Look for the word "that" in the entries and copy each line where it appears.

------------

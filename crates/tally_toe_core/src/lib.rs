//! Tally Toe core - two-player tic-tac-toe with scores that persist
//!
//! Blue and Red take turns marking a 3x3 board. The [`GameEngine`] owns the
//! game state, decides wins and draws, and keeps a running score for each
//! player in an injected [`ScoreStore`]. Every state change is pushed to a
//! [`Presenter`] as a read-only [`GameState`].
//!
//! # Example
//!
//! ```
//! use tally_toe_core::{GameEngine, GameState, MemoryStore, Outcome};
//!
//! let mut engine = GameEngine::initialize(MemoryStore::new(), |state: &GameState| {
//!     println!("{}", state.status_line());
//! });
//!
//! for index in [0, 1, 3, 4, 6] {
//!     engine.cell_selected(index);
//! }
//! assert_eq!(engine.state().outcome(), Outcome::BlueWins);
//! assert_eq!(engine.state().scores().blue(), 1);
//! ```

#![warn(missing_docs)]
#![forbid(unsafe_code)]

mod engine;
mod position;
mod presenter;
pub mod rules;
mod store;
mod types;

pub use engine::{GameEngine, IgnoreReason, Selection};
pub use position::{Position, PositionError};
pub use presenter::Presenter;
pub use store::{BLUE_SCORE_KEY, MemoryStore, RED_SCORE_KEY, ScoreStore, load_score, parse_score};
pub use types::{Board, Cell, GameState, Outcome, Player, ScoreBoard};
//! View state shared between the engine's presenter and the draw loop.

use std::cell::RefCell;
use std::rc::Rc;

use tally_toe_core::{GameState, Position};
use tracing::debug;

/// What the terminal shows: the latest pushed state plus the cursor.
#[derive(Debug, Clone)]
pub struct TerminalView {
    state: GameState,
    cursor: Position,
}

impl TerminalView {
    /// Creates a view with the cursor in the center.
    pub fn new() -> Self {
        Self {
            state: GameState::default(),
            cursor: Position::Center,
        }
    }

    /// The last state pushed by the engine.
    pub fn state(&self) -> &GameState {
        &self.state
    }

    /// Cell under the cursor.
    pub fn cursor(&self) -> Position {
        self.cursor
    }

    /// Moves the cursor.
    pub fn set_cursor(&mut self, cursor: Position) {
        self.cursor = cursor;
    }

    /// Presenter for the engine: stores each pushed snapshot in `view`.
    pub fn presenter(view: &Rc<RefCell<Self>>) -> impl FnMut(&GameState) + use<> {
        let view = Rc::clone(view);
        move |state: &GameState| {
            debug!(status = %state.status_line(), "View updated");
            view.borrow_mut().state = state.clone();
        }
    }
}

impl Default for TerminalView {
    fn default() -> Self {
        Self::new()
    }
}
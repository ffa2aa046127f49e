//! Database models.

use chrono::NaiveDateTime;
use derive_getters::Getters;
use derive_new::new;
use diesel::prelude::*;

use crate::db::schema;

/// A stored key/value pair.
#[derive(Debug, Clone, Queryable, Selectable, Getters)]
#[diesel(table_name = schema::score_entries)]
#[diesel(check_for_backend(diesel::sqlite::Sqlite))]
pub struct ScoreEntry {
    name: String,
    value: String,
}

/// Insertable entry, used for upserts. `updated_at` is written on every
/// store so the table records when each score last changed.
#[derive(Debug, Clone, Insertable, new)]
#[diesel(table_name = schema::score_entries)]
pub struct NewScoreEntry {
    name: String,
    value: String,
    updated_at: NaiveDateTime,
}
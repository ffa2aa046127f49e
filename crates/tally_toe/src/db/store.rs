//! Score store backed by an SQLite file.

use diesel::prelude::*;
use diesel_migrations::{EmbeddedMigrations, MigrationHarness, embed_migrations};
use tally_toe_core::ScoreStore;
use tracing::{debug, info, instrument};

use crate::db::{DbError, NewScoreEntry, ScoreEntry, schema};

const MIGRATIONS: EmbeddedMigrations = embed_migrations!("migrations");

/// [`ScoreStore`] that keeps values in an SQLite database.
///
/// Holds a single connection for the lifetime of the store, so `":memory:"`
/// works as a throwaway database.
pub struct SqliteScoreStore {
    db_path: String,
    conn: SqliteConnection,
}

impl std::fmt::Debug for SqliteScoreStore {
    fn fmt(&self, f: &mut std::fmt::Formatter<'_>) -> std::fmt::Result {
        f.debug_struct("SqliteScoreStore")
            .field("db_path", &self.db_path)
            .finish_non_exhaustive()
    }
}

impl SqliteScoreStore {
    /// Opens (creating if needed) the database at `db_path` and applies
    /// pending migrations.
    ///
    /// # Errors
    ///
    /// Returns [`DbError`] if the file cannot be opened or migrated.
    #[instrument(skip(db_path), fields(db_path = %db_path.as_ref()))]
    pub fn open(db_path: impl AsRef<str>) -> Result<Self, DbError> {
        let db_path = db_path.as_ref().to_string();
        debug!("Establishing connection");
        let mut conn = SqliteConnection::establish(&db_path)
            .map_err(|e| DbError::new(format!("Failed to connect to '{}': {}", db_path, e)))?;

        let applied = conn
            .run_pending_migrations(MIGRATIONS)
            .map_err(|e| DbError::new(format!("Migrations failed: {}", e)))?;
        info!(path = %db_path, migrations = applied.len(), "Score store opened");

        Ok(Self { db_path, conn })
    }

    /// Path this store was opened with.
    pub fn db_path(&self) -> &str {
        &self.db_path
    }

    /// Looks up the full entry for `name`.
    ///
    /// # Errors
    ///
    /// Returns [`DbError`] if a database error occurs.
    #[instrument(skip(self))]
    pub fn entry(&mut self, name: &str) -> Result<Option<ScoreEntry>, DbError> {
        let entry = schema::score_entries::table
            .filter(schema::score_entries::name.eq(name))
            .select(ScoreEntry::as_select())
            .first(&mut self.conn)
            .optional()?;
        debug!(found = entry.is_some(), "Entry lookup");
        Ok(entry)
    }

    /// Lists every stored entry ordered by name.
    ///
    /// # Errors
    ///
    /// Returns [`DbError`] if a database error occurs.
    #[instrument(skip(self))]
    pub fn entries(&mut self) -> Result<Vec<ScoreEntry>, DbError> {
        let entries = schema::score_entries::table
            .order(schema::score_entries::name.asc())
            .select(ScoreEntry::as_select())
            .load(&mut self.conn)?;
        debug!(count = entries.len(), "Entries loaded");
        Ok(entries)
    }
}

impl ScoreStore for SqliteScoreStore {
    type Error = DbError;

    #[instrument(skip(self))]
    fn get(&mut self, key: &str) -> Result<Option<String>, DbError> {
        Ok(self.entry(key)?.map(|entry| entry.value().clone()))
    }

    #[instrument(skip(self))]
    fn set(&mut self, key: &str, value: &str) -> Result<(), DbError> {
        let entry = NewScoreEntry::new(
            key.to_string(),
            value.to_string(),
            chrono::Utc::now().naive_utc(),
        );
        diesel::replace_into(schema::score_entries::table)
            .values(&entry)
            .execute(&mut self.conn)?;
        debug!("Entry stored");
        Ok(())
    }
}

------------

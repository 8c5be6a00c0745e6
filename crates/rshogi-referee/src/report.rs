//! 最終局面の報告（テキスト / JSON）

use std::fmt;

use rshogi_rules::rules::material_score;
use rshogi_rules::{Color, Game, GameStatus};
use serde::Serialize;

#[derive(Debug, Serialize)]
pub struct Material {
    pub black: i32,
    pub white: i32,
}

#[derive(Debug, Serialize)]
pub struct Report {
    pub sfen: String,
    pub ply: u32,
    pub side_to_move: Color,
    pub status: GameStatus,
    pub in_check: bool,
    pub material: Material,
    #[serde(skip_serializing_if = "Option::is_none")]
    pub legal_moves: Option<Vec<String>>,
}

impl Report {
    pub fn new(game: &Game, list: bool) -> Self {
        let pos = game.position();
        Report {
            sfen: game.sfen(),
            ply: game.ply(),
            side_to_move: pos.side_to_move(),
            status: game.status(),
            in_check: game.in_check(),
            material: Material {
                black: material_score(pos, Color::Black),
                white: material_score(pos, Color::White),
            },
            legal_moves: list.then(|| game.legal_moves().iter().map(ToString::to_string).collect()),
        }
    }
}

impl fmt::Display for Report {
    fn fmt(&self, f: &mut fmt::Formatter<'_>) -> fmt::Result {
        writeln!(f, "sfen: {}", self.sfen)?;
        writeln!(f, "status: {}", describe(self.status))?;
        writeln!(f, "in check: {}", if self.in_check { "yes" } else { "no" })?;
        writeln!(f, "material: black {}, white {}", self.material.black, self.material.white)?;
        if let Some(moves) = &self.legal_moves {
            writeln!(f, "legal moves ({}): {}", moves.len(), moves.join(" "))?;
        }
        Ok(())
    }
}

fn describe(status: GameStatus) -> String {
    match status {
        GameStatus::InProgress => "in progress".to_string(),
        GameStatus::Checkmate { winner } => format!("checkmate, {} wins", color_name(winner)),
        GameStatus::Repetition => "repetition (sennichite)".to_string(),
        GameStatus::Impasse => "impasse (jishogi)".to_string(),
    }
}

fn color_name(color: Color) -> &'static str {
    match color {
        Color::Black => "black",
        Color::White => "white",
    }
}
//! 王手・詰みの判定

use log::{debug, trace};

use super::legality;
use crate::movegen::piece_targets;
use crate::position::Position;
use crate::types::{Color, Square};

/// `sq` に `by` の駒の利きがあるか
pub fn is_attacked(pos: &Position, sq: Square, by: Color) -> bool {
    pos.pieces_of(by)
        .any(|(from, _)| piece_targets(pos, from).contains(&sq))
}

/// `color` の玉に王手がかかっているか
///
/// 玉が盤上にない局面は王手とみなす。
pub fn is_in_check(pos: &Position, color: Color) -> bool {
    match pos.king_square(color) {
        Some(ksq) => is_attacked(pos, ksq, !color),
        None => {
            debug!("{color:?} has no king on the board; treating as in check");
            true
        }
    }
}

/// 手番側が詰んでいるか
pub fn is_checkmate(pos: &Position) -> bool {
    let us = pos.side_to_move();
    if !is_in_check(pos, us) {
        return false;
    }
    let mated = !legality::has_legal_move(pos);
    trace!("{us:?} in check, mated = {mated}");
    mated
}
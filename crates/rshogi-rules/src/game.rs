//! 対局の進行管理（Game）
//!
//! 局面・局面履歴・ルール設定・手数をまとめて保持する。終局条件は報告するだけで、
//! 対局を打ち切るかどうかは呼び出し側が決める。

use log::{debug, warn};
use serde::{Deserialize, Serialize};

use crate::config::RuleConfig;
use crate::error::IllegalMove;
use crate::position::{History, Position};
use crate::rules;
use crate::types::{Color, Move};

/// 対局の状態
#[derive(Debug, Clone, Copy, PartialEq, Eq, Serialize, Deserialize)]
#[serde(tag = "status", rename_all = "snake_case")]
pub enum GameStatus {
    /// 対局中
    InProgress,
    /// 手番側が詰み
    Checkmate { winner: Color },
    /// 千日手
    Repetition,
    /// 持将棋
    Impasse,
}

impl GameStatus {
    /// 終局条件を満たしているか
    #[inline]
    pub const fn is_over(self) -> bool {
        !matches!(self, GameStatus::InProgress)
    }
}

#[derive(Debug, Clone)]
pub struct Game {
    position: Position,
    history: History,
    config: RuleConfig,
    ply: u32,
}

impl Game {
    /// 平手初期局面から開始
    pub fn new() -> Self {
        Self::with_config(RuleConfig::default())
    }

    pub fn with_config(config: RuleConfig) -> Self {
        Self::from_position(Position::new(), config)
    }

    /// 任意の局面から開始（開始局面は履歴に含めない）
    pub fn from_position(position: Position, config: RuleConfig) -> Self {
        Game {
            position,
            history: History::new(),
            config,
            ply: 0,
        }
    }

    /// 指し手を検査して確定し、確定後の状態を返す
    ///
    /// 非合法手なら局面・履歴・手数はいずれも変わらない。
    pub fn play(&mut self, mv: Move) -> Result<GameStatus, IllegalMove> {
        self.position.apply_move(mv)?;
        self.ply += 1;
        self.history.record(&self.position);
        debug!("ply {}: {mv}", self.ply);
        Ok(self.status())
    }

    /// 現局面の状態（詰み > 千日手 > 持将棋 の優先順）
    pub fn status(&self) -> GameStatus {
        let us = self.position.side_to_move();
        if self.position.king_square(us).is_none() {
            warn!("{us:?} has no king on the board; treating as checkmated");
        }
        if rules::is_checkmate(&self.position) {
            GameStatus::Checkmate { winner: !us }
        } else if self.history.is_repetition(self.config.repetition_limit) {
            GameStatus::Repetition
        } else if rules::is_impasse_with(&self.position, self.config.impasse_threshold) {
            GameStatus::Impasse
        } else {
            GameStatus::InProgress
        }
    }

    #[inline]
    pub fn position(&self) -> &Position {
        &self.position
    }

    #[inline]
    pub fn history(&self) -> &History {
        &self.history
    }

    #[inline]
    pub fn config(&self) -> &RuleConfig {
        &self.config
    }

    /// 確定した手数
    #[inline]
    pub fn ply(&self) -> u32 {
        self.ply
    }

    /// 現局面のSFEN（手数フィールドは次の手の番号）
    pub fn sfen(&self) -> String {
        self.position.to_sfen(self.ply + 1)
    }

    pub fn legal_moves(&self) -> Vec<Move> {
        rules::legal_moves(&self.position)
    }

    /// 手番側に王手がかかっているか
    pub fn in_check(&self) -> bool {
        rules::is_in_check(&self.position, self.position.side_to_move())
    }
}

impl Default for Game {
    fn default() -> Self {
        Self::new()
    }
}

------------

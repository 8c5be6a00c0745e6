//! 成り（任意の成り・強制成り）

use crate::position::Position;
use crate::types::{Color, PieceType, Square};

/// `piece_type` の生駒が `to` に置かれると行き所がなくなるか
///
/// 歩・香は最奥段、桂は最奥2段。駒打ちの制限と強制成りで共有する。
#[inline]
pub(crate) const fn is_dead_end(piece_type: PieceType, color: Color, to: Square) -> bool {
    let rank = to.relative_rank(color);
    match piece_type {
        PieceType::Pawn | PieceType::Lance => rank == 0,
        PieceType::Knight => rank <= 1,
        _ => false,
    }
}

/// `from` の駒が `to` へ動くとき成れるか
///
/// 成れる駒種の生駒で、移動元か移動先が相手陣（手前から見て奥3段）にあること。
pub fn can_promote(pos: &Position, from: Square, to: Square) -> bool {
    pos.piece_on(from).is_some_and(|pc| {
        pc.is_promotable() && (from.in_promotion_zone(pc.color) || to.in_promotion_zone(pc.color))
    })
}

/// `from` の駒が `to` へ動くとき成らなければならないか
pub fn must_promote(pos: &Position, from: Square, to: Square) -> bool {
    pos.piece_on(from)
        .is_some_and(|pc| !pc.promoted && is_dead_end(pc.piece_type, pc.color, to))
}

------------

FINAL ANSWER:
//! Tally Toe core - two-player tic-tac-toe with scores that persist
/// [`ScoreStore`] that keeps values in an SQLite database.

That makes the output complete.